### Material provided
——————————
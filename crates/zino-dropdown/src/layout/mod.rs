//! Pure geometry for the dropdown menu.
//!
//! [`MenuOptions`] is the per-render configuration of a menu and
//! [`MenuOptions::resolve`] turns it into the CSS values of each layer.
//! Nothing here depends on the rendering backend.

mod arrow;

pub use arrow::{ArrowLayout, ArrowPosition, arrow_side, clip_height};

use crate::SharedString;

/// Default height of the arrow tip in pixels.
pub const DEFAULT_ARROW_HEIGHT: f64 = 12.0;

/// Default background of the panel and the arrow.
pub const DEFAULT_BACKGROUND: &str = "white";

/// Default box shadow of the panel and the arrow.
pub const DEFAULT_BOX_SHADOW: &str = "0px 1px 10px 0px rgba(0,0,0,0.20)";

/// Default right margin of the arrow in the right-aligned mode.
pub const DEFAULT_RIGHT_ARROW_MARGIN: &str = "13px";

/// Stacking order of the click-away overlay.
pub const OVERLAY_Z_INDEX: u32 = 999;

/// Stacking order of the positioned wrapper.
pub const POSITION_Z_INDEX: u32 = 9999;

/// Stacking order of the menu panel.
pub const MENU_Z_INDEX: u32 = 500;

/// Stacking order of the arrow clip box.
pub const ARROW_Z_INDEX: u32 = 600;

/// Stacking order of the bottom arrow tip.
pub const ARROW_TIP_Z_INDEX: u32 = 601;

/// Configuration of a dropdown menu for a single render.
#[derive(Debug, Clone, PartialEq)]
pub struct MenuOptions {
    /// Width of the panel in pixels.
    pub width: f64,
    /// CSS `left` offset from the trigger. Centered under the trigger if `None`.
    pub left: Option<SharedString>,
    /// Vertical offset from the trigger in pixels.
    pub top: f64,
    /// Horizontal shift applied after positioning.
    pub translate_x: f64,
    /// Vertical shift applied after positioning.
    pub translate_y: f64,
    /// Height of the arrow tip in pixels.
    pub arrow_height: f64,
    /// The edge which draws the arrow tip.
    pub arrow_position: ArrowPosition,
    /// CSS `text-align` of the arrow. Defaults to `center`.
    pub arrow_align: Option<SharedString>,
    /// CSS `left` of the arrow tip. Defaults to `auto`.
    pub arrow_margin_left: Option<SharedString>,
    /// CSS `right` of the arrow tip. Defaults to `auto`.
    pub arrow_margin_right: Option<SharedString>,
    /// Aligns the panel flush with the right edge of the trigger.
    pub align_right: bool,
    /// The arrow right margin used by `align_right` if none is supplied.
    pub right_arrow_margin: SharedString,
}

impl MenuOptions {
    /// Creates a new instance with the default values for everything but the width.
    pub fn new(width: f64) -> Self {
        Self {
            width,
            left: None,
            top: 0.0,
            translate_x: 0.0,
            translate_y: 0.0,
            arrow_height: DEFAULT_ARROW_HEIGHT,
            arrow_position: ArrowPosition::Top,
            arrow_align: None,
            arrow_margin_left: None,
            arrow_margin_right: None,
            align_right: false,
            right_arrow_margin: DEFAULT_RIGHT_ARROW_MARGIN.into(),
        }
    }

    /// Applies the right-aligned mode, if enabled.
    ///
    /// It overrides `left` and `arrow_align`, and fills in `arrow_margin_right`
    /// unless the caller has supplied one.
    #[must_use]
    pub fn aligned(mut self) -> Self {
        if self.align_right {
            self.left = Some(right_aligned_left(self.width).into());
            self.arrow_align = Some("right".into());
            if self.arrow_margin_right.is_none() {
                self.arrow_margin_right = Some(self.right_arrow_margin.clone());
            }
        }
        self
    }

    /// Computes the layout of each layer.
    pub fn resolve(&self) -> MenuLayout {
        let options = self.clone().aligned();
        let width = options.width;
        let left = options
            .left
            .unwrap_or_else(|| centered_left(width).into());
        let arrow = ArrowLayout::new(
            options.arrow_position,
            options.arrow_height,
            options.arrow_align.unwrap_or("center".into()),
            options.arrow_margin_left.unwrap_or("auto".into()),
            options.arrow_margin_right.unwrap_or("auto".into()),
        );
        MenuLayout {
            container_top: format_px(options.top + options.arrow_height),
            width: format_px(width),
            left,
            transform: format!(
                "translateX({}px) translateY({}px)",
                options.translate_x, options.translate_y
            ),
            arrow,
        }
    }
}

/// Computed CSS values of a dropdown menu.
#[derive(Debug, Clone, PartialEq)]
pub struct MenuLayout {
    /// The `top` of the outer container, which reserves room for the arrow.
    pub container_top: String,
    /// The `width` of the positioned wrapper.
    pub width: String,
    /// The `left` of the positioned wrapper.
    pub left: SharedString,
    /// The `transform` of the positioned wrapper.
    pub transform: String,
    /// The arrow tip, if any.
    pub arrow: Option<ArrowLayout>,
}

/// Returns the `left` offset which centers a panel under the trigger.
#[inline]
pub fn centered_left(width: f64) -> String {
    format!("calc(50% - {}px)", width / 2.0)
}

/// Returns the `left` offset which aligns a panel with the right edge of the trigger.
#[inline]
pub fn right_aligned_left(width: f64) -> String {
    format!("calc(100% - {width}px)")
}

/// Formats a pixel length.
#[inline]
pub(crate) fn format_px(value: f64) -> String {
    format!("{value}px")
}

#[cfg(test)]
mod tests {
    use super::*;

    #[test]
    fn it_centers_the_panel() {
        let layout = MenuOptions::new(200.0).resolve();
        assert_eq!(layout.left, "calc(50% - 100px)");
        assert_eq!(layout.width, "200px");
        assert_eq!(layout.container_top, "12px");
        assert_eq!(layout.transform, "translateX(0px) translateY(0px)");

        let arrow = layout.arrow.unwrap();
        assert!(arrow.is_top());
        assert_eq!(arrow.align, "center");
        assert_eq!(arrow.margin_left, "auto");
        assert_eq!(arrow.margin_right, "auto");
    }

    #[test]
    fn it_reserves_room_for_the_arrow() {
        let options = MenuOptions {
            top: 8.0,
            arrow_height: 10.0,
            ..MenuOptions::new(120.0)
        };
        assert_eq!(options.resolve().container_top, "18px");

        let options = MenuOptions {
            top: 8.0,
            arrow_height: 10.0,
            arrow_position: ArrowPosition::Hidden,
            ..MenuOptions::new(120.0)
        };
        let layout = options.resolve();
        assert_eq!(layout.container_top, "18px");
        assert!(layout.arrow.is_none());
    }

    #[test]
    fn it_aligns_right() {
        let options = MenuOptions {
            left: Some("0".into()),
            arrow_align: Some("left".into()),
            align_right: true,
            ..MenuOptions::new(200.0)
        };
        let aligned = options.clone().aligned();
        assert_eq!(aligned.left.as_deref(), Some("calc(100% - 200px)"));
        assert_eq!(aligned.arrow_align.as_deref(), Some("right"));
        assert_eq!(aligned.arrow_margin_right.as_deref(), Some("13px"));

        let layout = options.resolve();
        assert_eq!(layout.left, "calc(100% - 200px)");
        let arrow = layout.arrow.unwrap();
        assert_eq!(arrow.align, "right");
        assert_eq!(arrow.margin_right, "13px");
        assert_eq!(arrow.margin_left, "auto");
    }

    #[test]
    fn it_keeps_the_supplied_arrow_margin() {
        let options = MenuOptions {
            arrow_margin_right: Some("20px".into()),
            align_right: true,
            ..MenuOptions::new(160.0)
        };
        let arrow = options.resolve().arrow.unwrap();
        assert_eq!(arrow.margin_right, "20px");
    }

    #[test]
    fn it_keeps_options_without_right_alignment() {
        let options = MenuOptions {
            left: Some("0".into()),
            translate_x: -4.0,
            translate_y: 2.5,
            ..MenuOptions::new(200.0)
        };
        assert_eq!(options.clone().aligned(), options);

        let layout = options.resolve();
        assert_eq!(layout.left, "0");
        assert_eq!(layout.transform, "translateX(-4px) translateY(2.5px)");
    }
}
——————————
### Try it
Count every line of the material above that includes "ArrowPosition", giving the total without any other words.

### Task result
4